### Work request
Start with the first line of the data and end with the line that holds "pub status: &'static"; write out each one exactly.

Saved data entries
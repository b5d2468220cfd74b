// Gateway data models
//
// Response bodies returned by the HTTP routes.

use serde::Serialize;
use serde_json::{Map, Value};

use crate::upstream::{FetchedTranscript, TranscriptSnippet, TranscriptTrack, TranslationLanguage};

/// Error response for API
#[derive(Debug, Serialize)]
pub struct ErrorResponse {
    /// Human-readable message
    pub detail: String,
}

/// Body of `GET /health`
#[derive(Debug, Serialize)]
pub struct HealthResponse {
    pub status: &'static str,
    pub message: &'static str,
}

impl Default for HealthResponse {
    fn default() -> Self {
        Self {
            status: "ok",
            message: "Service is running",
        }
    }
}

#[derive(Debug, Serialize)]
pub struct TitleResponse {
    pub title: String,
}

#[derive(Debug, Serialize)]
pub struct ThumbnailResponse {
    /// Thumbnail set as returned by the provider
    pub thumbnails: Map<String, Value>,
}

/// Body of `/get_transcript` and `/translate_transcript`
#[derive(Debug, Serialize)]
pub struct TranscriptResponse {
    pub transcript: Vec<TranscriptSnippet>,
    pub video_id: String,
    pub language: String,
    pub language_code: String,
    pub is_generated: bool,
}

impl From<FetchedTranscript> for TranscriptResponse {
    fn from(fetched: FetchedTranscript) -> Self {
        Self {
            transcript: fetched.snippets,
            video_id: fetched.video_id,
            language: fetched.language,
            language_code: fetched.language_code,
            is_generated: fetched.is_generated,
        }
    }
}

/// One entry of `/list_transcripts`
#[derive(Debug, Serialize)]
pub struct TranscriptInfo {
    pub video_id: String,
    pub language: String,
    pub language_code: String,
    pub is_generated: bool,
    pub is_translatable: bool,
    pub translation_languages: Vec<TranslationLanguage>,
}

impl From<&TranscriptTrack> for TranscriptInfo {
    fn from(track: &TranscriptTrack) -> Self {
        Self {
            video_id: track.video_id.clone(),
            language: track.language.clone(),
            language_code: track.language_code.clone(),
            is_generated: track.is_generated,
            is_translatable: track.is_translatable(),
            translation_languages: track.translation_languages.clone(),
        }
    }
}

#[derive(Debug, Serialize)]
pub struct TranscriptListResponse {
    pub transcripts: Vec<TranscriptInfo>,
}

### Response to the task
repository b5d2468220cfd74b
// Gateway data models
//
// Response bodies returned by the HTTP routes.

use serde::Serialize;
use serde_json::{Map, Value};

use crate::upstream::{FetchedTranscript, TranscriptSnippet, TranscriptTrack, TranslationLanguage};

/// Error response for API
#[derive(Debug, Serialize)]
pub struct ErrorResponse {
    /// Human-readable message
    pub detail: String,
}

/// Body of `GET /health`
#[derive(Debug, Serialize)]
pub struct HealthResponse {
    pub status: &'static str,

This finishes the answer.